Marketing tactics and privacy issues raise eyebrows
LAST SEPTEMBER, a little girl...received a lifesaving transplant of umbilical cord blood from her newborn brother, Adam....Was this ethically appropriate? A panel of bioethicists decided that it was, because donating cord blood would have no effect on Adam's health.

...Questions have been raised in the past concerning the ownership of cord blood. But bioethcist Jeremy Sugarman of Duke University states that it is now fairly clear that although an infant owns his or her own cord blood, parents have legal guardianship over it - just as they do over the child - until he or she reaches the age of 18.

One interesting thing about this article is the parallel between the ethics of taking a baby's umbilical cord blood (which s/he will almost certainly never need) and taking his foreskin (which the great majority of intact men value highly), and its sale and use by other people.

Another is the immediate concern shown with the ethical issues of this brand new (and so far tiny) area of medicine, compared with the deafening silence about - and refusal to consider - the ethical issues raised by infant circumcision.
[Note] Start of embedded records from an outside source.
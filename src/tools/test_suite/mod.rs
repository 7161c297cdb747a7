//! `executeTestSuite`: run a test suite in a subprocess and parse its report.

pub mod parser;

use async_trait::async_trait;
use schemars::JsonSchema;
use serde::{Deserialize, Serialize};
use serde_json::{Map, Value};

use super::{Environment, Tool, ToolStatus};
use crate::process::{self, CommandSpec, ProcessOutput, ProcessPhase};
use crate::types::{Error, Result, TestRunId, TestRunnerConfig};

pub use parser::{parse_test_output, ParsedTestOutput, TestError, TestSummary};

/// Environment variable carrying the caller's `config` object as JSON.
pub const TEST_CONFIG_ENV: &str = "QUALITY_GUARD_TEST_CONFIG";

#[derive(Debug, Clone, Deserialize, JsonSchema)]
#[serde(rename_all = "camelCase")]
pub struct ExecuteTestSuiteInput {
    /// Suite to run (`unit`, `integration`, `e2e` or a path/pattern).
    pub suite_name: String,
    #[serde(default)]
    pub target_component: Option<String>,
    #[serde(default = "default_environment")]
    pub environment: Environment,
    /// Runner configuration, forwarded to the child process.
    #[serde(default)]
    pub config: Option<Map<String, Value>>,
    #[serde(default)]
    pub additional_args: Vec<String>,
}

fn default_environment() -> Environment {
    Environment::Docker
}

#[derive(Debug, Clone, PartialEq, Serialize, Deserialize, JsonSchema)]
#[serde(rename_all = "camelCase")]
pub struct ProcessLogs {
    pub stdout: String,
    pub stderr: String,
    pub exit_code: i32,
}

#[derive(Debug, Clone, Serialize, Deserialize, JsonSchema)]
#[serde(rename_all = "camelCase")]
pub struct ExecuteTestSuiteOutput {
    pub status: ToolStatus,
    pub test_run_id: TestRunId,
    #[serde(skip_serializing_if = "Option::is_none")]
    pub summary: Option<TestSummary>,
    #[serde(skip_serializing_if = "Option::is_none")]
    pub detailed_results: Option<Value>,
    pub errors: Vec<TestError>,
    #[serde(skip_serializing_if = "Option::is_none")]
    pub logs: Option<ProcessLogs>,
    #[serde(skip_serializing_if = "Option::is_none")]
    pub message: Option<String>,
}

/// Runs suites through the configured docker script or local runner.
#[derive(Debug, Clone)]
pub struct TestSuiteRunner {
    config: TestRunnerConfig,
}

impl TestSuiteRunner {
    pub fn new(config: TestRunnerConfig) -> Self {
        Self { config }
    }

    /// Build the command line for `input`.
    pub fn command_for(&self, input: &ExecuteTestSuiteInput) -> Result<CommandSpec> {
        let mut spec = match input.environment {
            Environment::Docker => {
                let mut spec = CommandSpec::new(self.config.docker_script.to_string_lossy())
                    .arg(&input.suite_name);
                if let Some(target) = &input.target_component {
                    spec = spec.args(["--targetComponent", target.as_str()]);
                }
                spec
            }
            Environment::Local => {
                let (program, leading) = self.config.local_command.split_first().ok_or_else(|| {
                    Error::validation("testRunner.localCommand is empty")
                })?;
                let mut spec = CommandSpec::new(program)
                    .args(leading.iter().cloned())
                    .arg(&input.suite_name);
                if let Some(target) = &input.target_component {
                    spec = spec.arg(target);
                }
                spec
            }
        };
        spec = spec.args(input.additional_args.iter().cloned());
        if let Some(config) = &input.config {
            spec = spec.env(TEST_CONFIG_ENV, serde_json::to_string(config)?);
        }
        Ok(spec)
    }
}

#[async_trait]
impl Tool for TestSuiteRunner {
    type Input = ExecuteTestSuiteInput;
    type Output = ExecuteTestSuiteOutput;

    const NAME: &'static str = "executeTestSuite";
    const DESCRIPTION: &'static str =
        "Runs a test suite (unit, integration, e2e...) in docker or locally and returns parsed results.";

    async fn run(&self, input: Self::Input) -> Result<Self::Output> {
        let test_run_id = TestRunId::new();
        tracing::info!(
            "executeTestSuite {} suite={} environment={:?}",
            test_run_id,
            input.suite_name,
            input.environment
        );

        let spec = match self.command_for(&input) {
            Ok(spec) => spec,
            Err(e) => return Ok(error_output(test_run_id, e.to_string(), None)),
        };
        tracing::debug!("running '{}'", spec.display());

        let output = match process::run_captured(&spec, self.config.timeout).await {
            Ok(output) => output,
            Err(e) => {
                tracing::error!("failed to start test runner: {}", e);
                return Ok(error_output(
                    test_run_id,
                    format!("Failed to start test runner: {}", e),
                    Some(ProcessLogs {
                        stdout: String::new(),
                        stderr: String::new(),
                        exit_code: process::UNKNOWN_EXIT_CODE,
                    }),
                ));
            }
        };

        Ok(classify(test_run_id, input.environment, output))
    }
}

fn error_output(test_run_id: TestRunId, message: String, logs: Option<ProcessLogs>) -> ExecuteTestSuiteOutput {
    ExecuteTestSuiteOutput {
        status: ToolStatus::Error,
        test_run_id,
        summary: None,
        detailed_results: None,
        errors: vec![TestError::message(message.clone())],
        logs,
        message: Some(message),
    }
}

/// Map a finished run onto the three-tier status.
fn classify(test_run_id: TestRunId, environment: Environment, output: ProcessOutput) -> ExecuteTestSuiteOutput {
    let exit_code = output.exit_code();
    let parsed = parse_test_output(&output.stdout);
    let logs = ProcessLogs {
        stdout: output.stdout,
        stderr: output.stderr,
        exit_code,
    };

    if let ProcessPhase::Errored { reason } = output.phase {
        tracing::warn!("test run {} did not complete: {}", test_run_id, reason);
        let message = format!("Test run did not complete: {}", reason);
        return ExecuteTestSuiteOutput {
            summary: Some(parsed.summary),
            detailed_results: Some(parsed.detailed_results),
            ..error_output(test_run_id, message, Some(logs))
        };
    }

    tracing::info!("test run {} exited with code {}", test_run_id, exit_code);
    if exit_code != 0 {
        let errors = if parsed.errors.is_empty() {
            vec![TestError::message(format!(
                "Test run failed with exit code {}. See logs.",
                exit_code
            ))]
        } else {
            parsed.errors
        };
        let place = match environment {
            Environment::Docker => "in docker",
            Environment::Local => "locally",
        };
        return ExecuteTestSuiteOutput {
            status: ToolStatus::Failure,
            test_run_id,
            summary: Some(parsed.summary),
            detailed_results: Some(parsed.detailed_results),
            errors,
            logs: Some(logs),
            message: Some(format!("Test run {} failed with exit code {}.", place, exit_code)),
        };
    }

    let status = if parsed.summary.failed > 0 || !parsed.errors.is_empty() {
        ToolStatus::Failure
    } else {
        ToolStatus::Success
    };
    ExecuteTestSuiteOutput {
        status,
        test_run_id,
        summary: Some(parsed.summary),
        detailed_results: Some(parsed.detailed_results),
        errors: parsed.errors,
        logs: Some(logs),
        message: None,
    }
}

#[cfg(all(test, unix))]
mod tests {
    use super::*;
    use std::io::Write;
    use std::os::unix::fs::PermissionsExt;
    use std::path::Path;
    use std::time::Duration;

    fn script(dir: &Path, body: &str) -> std::path::PathBuf {
        let path = dir.join("runner.sh");
        let mut file = std::fs::File::create(&path).unwrap();
        writeln!(file, "#!/bin/sh\n{}", body).unwrap();
        std::fs::set_permissions(&path, std::fs::Permissions::from_mode(0o755)).unwrap();
        path
    }

    fn runner(local_command: Vec<&str>) -> TestSuiteRunner {
        TestSuiteRunner::new(TestRunnerConfig {
            local_command: local_command.into_iter().map(String::from).collect(),
            ..TestRunnerConfig::default()
        })
    }

    fn input(environment: Environment) -> ExecuteTestSuiteInput {
        ExecuteTestSuiteInput {
            suite_name: "unit".into(),
            target_component: Some("core".into()),
            environment,
            config: None,
            additional_args: vec!["--ci".into()],
        }
    }

    #[test]
    fn test_docker_command_line() {
        let runner = TestSuiteRunner::new(TestRunnerConfig::default());
        let spec = runner.command_for(&input(Environment::Docker)).unwrap();
        assert_eq!(spec.program, "tools/scripts/qa/run_tests_in_docker.sh");
        assert_eq!(spec.args, vec!["unit", "--targetComponent", "core", "--ci"]);
    }

    #[test]
    fn test_local_command_line_and_config_env() {
        let runner = TestSuiteRunner::new(TestRunnerConfig::default());
        let mut req = input(Environment::Local);
        req.config = serde_json::json!({"retries": 2}).as_object().cloned();
        let spec = runner.command_for(&req).unwrap();
        assert_eq!(spec.program, "npx");
        assert_eq!(spec.args, vec!["jest", "--json", "unit", "core", "--ci"]);
        assert_eq!(spec.env.get(TEST_CONFIG_ENV).unwrap(), r#"{"retries":2}"#);
    }

    #[tokio::test]
    async fn test_passing_run_is_success() {
        let dir = tempfile::tempdir().unwrap();
        let path = script(
            dir.path(),
            r#"echo '{"success":true,"numTotalTests":2,"numPassedTests":2,"numFailedTests":0,"numPendingTests":0}'"#,
        );
        let output = runner(vec![path.to_str().unwrap()])
            .run(input(Environment::Local))
            .await
            .unwrap();
        assert_eq!(output.status, ToolStatus::Success);
        assert_eq!(output.summary.unwrap().passed, 2);
        assert!(output.errors.is_empty());
        assert_eq!(output.logs.unwrap().exit_code, 0);
    }

    #[tokio::test]
    async fn test_nonzero_exit_without_report_synthesizes_error() {
        let dir = tempfile::tempdir().unwrap();
        let path = script(dir.path(), "echo boom >&2; exit 2");
        let output = runner(vec![path.to_str().unwrap()])
            .run(input(Environment::Local))
            .await
            .unwrap();
        assert_eq!(output.status, ToolStatus::Failure);
        assert_eq!(output.errors.len(), 1);
        assert!(output.errors[0].message.contains("exit code 2"));
        let logs = output.logs.unwrap();
        assert_eq!(logs.exit_code, 2);
        assert_eq!(logs.stderr.trim(), "boom");
    }

    #[tokio::test]
    async fn test_exit_zero_with_failures_is_failure() {
        let dir = tempfile::tempdir().unwrap();
        let path = script(dir.path(), "echo 'Tests: 1 failed, 3 passed, 4 total'");
        let output = runner(vec![path.to_str().unwrap()])
            .run(input(Environment::Local))
            .await
            .unwrap();
        assert_eq!(output.status, ToolStatus::Failure);
        assert_eq!(output.summary.unwrap().failed, 1);
    }

    #[tokio::test]
    async fn test_spawn_failure_is_error() {
        let output = runner(vec!["/nonexistent/test-runner"])
            .run(input(Environment::Local))
            .await
            .unwrap();
        assert_eq!(output.status, ToolStatus::Error);
        assert!(output.message.unwrap().contains("Failed to start test runner"));
        assert_eq!(output.logs.unwrap().exit_code, -1);
    }

    #[tokio::test]
    async fn test_timeout_is_error() {
        let dir = tempfile::tempdir().unwrap();
        let path = script(dir.path(), "sleep 30");
        let runner = TestSuiteRunner::new(TestRunnerConfig {
            local_command: vec![path.to_string_lossy().into_owned()],
            timeout: Some(Duration::from_millis(200)),
            ..TestRunnerConfig::default()
        });
        let output = runner.run(input(Environment::Local)).await.unwrap();
        assert_eq!(output.status, ToolStatus::Error);
    }

    #[tokio::test]
    async fn test_config_reaches_child() {
        let dir = tempfile::tempdir().unwrap();
        let path = script(
            dir.path(),
            &format!("echo \"Tests: 0 failed, 1 passed, 1 total\"; echo \"${}\" >&2", TEST_CONFIG_ENV),
        );
        let mut req = input(Environment::Local);
        req.config = serde_json::json!({"shard": 1}).as_object().cloned();
        let output = runner(vec![path.to_str().unwrap()]).run(req).await.unwrap();
        assert_eq!(output.status, ToolStatus::Success);
        assert_eq!(output.logs.unwrap().stderr.trim(), r#"{"shard":1}"#);
    }
}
v. How a Christian ethicist reconciles faith and ethics

One of the challenges of being a Christian who does ethics in a secular medical setting is struggling with how to integrate your own personal beliefs in a setting where overt religious and theological considerations really aren’t considered appropriate, unless they are the patient’s or family’s religious beliefs. What I’ve discovered is that where my religious beliefs take me is rarely different from where a standard bioethics analysis might take me. And, I think one of the skills I’ve had to learn is that if I do arrive at a decision about what I think is the right thing to do and my reasons for believing that are related to my religious beliefs, I have to be able to craft secular arguments to support that view. [Isn't the ethical way of working, to work out from the facts and ethical principles what is right and wrong, and if religion says otherwise, to critique that religion?] The real art of bioethics is convincing other people why something is right or something is wrong and why something shouldn’t be done or should be done. [Isn't the best way to do that, to have a convincing ethical argument? Many people aren’t going to pay attention to you if that argument is crafted purely in religious language. One of the things that I’ve had to do is craft arguments in the language of the world, which I have not found to be particularly difficult. The reality is that medical ethics has its roots largely in theological ethics, so the basic principles that many people who are not religious subscribe to actually have very strong roots in the Bible and in religious belief.

- Dr Douglas Diekema in the Calvin College Spark Winter 2007

Dr Diekema is ethicist at the Children’s Hospital and Regional Medical Center in Seattle. He led the ethics panel that agreed that a severely disabled girl identified as Ashley should have hormones, a hysterectomy and breast-bud removal to prevent her ever maturing.
He was chair of the AAP Bioethics Committee that in 2010 recommended allowing a token ritual nick to girls, "much less extensive than male genital cutting" (until public outcry made it back down).
And he was ethicist to the 2012 AAP Task Force on Circumcision.